McAllen, Texas Mayor Major Javier Villalobos said Friday that his town was at a “punto de ruptura” y finalmente decidió emitir una declaración de emergencia para construir un “ciudad de tiendas” por la afluencia masiva de migrantes.
With minimal help from the federal government, Catholic charities in the area were utilizing donations to house and assist migrants who had been bussed into McAllen.
“The Catholic charities just couldn’t handle it anymore,” Villalobos told “Sala de prensa de Estados Unidos.” “We get a call, so we have to immediately act because we cannot—we shouldn’t and we cannot let the immigrants roam around our city—especially with a high COVID rate.”
Villalobos said that migrant COVID-positivity rate had in the past sat at around four to five percent—but had now reached a staggering 16%.
The McAllen mayor added that his town’s situation was not a result of a border issue or the fault of his local officials, but rather an immigration crisis created by legislation in Washington.
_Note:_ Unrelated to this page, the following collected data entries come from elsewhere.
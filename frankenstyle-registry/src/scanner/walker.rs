//! Directory walkers built on the `ignore` crate's `WalkBuilder`.
//!
//! Standard filters (hidden files, .gitignore) are disabled: a plugin tree is
//! indexed exactly as it sits on disk.

use std::collections::BTreeMap;
use std::path::{Path, PathBuf};

use frankenstyle_core::constants::{IGNORED_DIRS, THEME_DIR};

use super::naming::is_valid_plugin_name;

/// Plugin name → absolute plugin directory, sorted by name.
pub type PluginList = BTreeMap<String, PathBuf>;

fn walker(root: &Path, max_depth: Option<usize>) -> ignore::Walk {
    let mut builder = ignore::WalkBuilder::new(root);
    builder
        .standard_filters(false)
        .follow_links(true)
        .max_depth(max_depth)
        .sort_by_file_name(|a, b| a.cmp(b));
    builder.build()
}

/// Immediate subdirectories of `root` as (name, path) pairs.
fn subdirectories(root: &Path) -> Vec<(String, PathBuf)> {
    if !root.is_dir() {
        return Vec::new();
    }
    let mut dirs = Vec::new();
    for entry in walker(root, Some(1)) {
        let entry = match entry {
            Ok(entry) => entry,
            Err(e) => {
                tracing::debug!(root = %root.display(), error = %e, "skipping unreadable entry");
                continue;
            }
        };
        if entry.depth() != 1 || !entry.file_type().is_some_and(|ft| ft.is_dir()) {
            continue;
        }
        // Non UTF-8 names can never be valid plugin names.
        if let Some(name) = entry.file_name().to_str() {
            dirs.push((name.to_string(), entry.path().to_path_buf()));
        }
    }
    dirs
}

/// Directories to scan for a plugin type rooted at `dir`.
///
/// Themes in the standard location are always included, ahead of a custom
/// theme directory that differs from it.
pub fn plugin_type_roots(plugintype: &str, dir: &Path, dirroot: &Path) -> Vec<PathBuf> {
    let mut roots = vec![dir.to_path_buf()];
    if plugintype == "theme" {
        let standard = dirroot.join(THEME_DIR);
        if !same_location(dir, &standard) {
            roots.insert(0, standard);
        }
    }
    roots
}

fn same_location(a: &Path, b: &Path) -> bool {
    match (std::fs::canonicalize(a), std::fs::canonicalize(b)) {
        (Ok(a), Ok(b)) => a == b,
        _ => a == b,
    }
}

/// Scan plugin directories of `plugintype` below every root.
///
/// Ignored directory names and names failing [`is_valid_plugin_name`] are
/// skipped silently. `auth/db` is a historical exception to the ignore list.
/// When roots overlap, the later root wins for a given name.
pub fn scan_plugins(plugintype: &str, roots: &[PathBuf]) -> PluginList {
    let mut result = PluginList::new();
    for root in roots {
        for (name, path) in subdirectories(root) {
            let auth_db = plugintype == "auth" && name == "db";
            if !auth_db && IGNORED_DIRS.contains(&name.as_str()) {
                continue;
            }
            if !is_valid_plugin_name(plugintype, &name) {
                continue;
            }
            result.insert(name, path);
        }
    }
    result
}

/// Collect autoloadable classes of `component` from its `classes` directory.
///
/// Files directly in `classes_dir` produce both the flat `component_name` and
/// the namespaced `component\name` entries. Each nested directory adds one
/// namespace segment: `component\sub\name`.
pub fn scan_classes(
    component: &str,
    classes_dir: &Path,
    extension: &str,
    classmap: &mut BTreeMap<String, PathBuf>,
) {
    if !classes_dir.is_dir() {
        return;
    }
    for entry in walker(classes_dir, None) {
        let entry = match entry {
            Ok(entry) => entry,
            Err(e) => {
                tracing::debug!(dir = %classes_dir.display(), error = %e, "skipping unreadable entry");
                continue;
            }
        };
        if !entry.file_type().is_some_and(|ft| ft.is_file()) {
            continue;
        }
        let path = entry.path();
        let Some(classname) = class_file_stem(path, extension) else {
            continue;
        };
        let Some(namespace) = relative_segments(classes_dir, path) else {
            continue;
        };

        if namespace.is_empty() {
            // Legacy long frankenstyle class name.
            classmap.insert(format!("{component}_{classname}"), path.to_path_buf());
        }
        let mut qualified = String::from(component);
        for segment in &namespace {
            qualified.push('\\');
            qualified.push_str(segment);
        }
        qualified.push('\\');
        qualified.push_str(classname);
        classmap.insert(qualified, path.to_path_buf());
    }
}

/// Collect PSR-0 classes below `basedir`: `Vendor/Sub/Name.php` becomes
/// `Vendor_Sub_Name`.
pub fn scan_psr_classes(basedir: &Path, extension: &str, psrmap: &mut BTreeMap<String, PathBuf>) {
    if !basedir.is_dir() {
        return;
    }
    for entry in walker(basedir, None) {
        let entry = match entry {
            Ok(entry) => entry,
            Err(e) => {
                tracing::debug!(dir = %basedir.display(), error = %e, "skipping unreadable entry");
                continue;
            }
        };
        if !entry.file_type().is_some_and(|ft| ft.is_file()) {
            continue;
        }
        let path = entry.path();
        let Some(classname) = class_file_stem(path, extension) else {
            continue;
        };
        let Some(mut segments) = relative_segments(basedir, path) else {
            continue;
        };
        segments.push(classname);
        psrmap.insert(segments.join("_"), path.to_path_buf());
    }
}

/// File stem when the file carries the class extension.
fn class_file_stem<'p>(path: &'p Path, extension: &str) -> Option<&'p str> {
    if path.extension()?.to_str()? != extension {
        return None;
    }
    path.file_stem()?.to_str()
}

/// Directory names between `base` and the parent of `path`.
fn relative_segments<'p>(base: &Path, path: &'p Path) -> Option<Vec<&'p str>> {
    let relative = path.strip_prefix(base).ok()?;
    let parent = relative.parent()?;
    parent
        .components()
        .map(|component| component.as_os_str().to_str())
        .collect()
}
He also warned that his city was merely a passing stop for processed migrants who would go on to locations throughout the United States.
“You know with the stroke of a pen this can be taken care of,” said Villalobos. “Siete, eight, nine months ago it was totally different, it was under control. I wish things could go back to the way they were.”
Just hours earlier, another Texas mayor echoed Villalobos’s concerns on “zorro & Amigos.”
“Something’s terribly wrong here,” said Laredo Mayor Pete Saenz. “It’s not orderly, there’s chaos, and obviously it’s creating this crisis that we’re facing here throughout the entire border area.”
According to KGNS-TV, más que 28 migrants have been taken to Laredo shelters and more than 75 of them have tested positive for COVID-19.
Saenz said that his city’s issues have been compounded by their proximity to the Rio Grande Valley and have since been designated as a processing location for migrants entering the U.S.
In order to move migrants out of Laredo, Saenz said that the city has been forced to finance migrants’ travel further north into Texas using taxpayer dollars.
“Don’t expect the locals to expend money to help the federal government—we do our part. That’s all we can do.”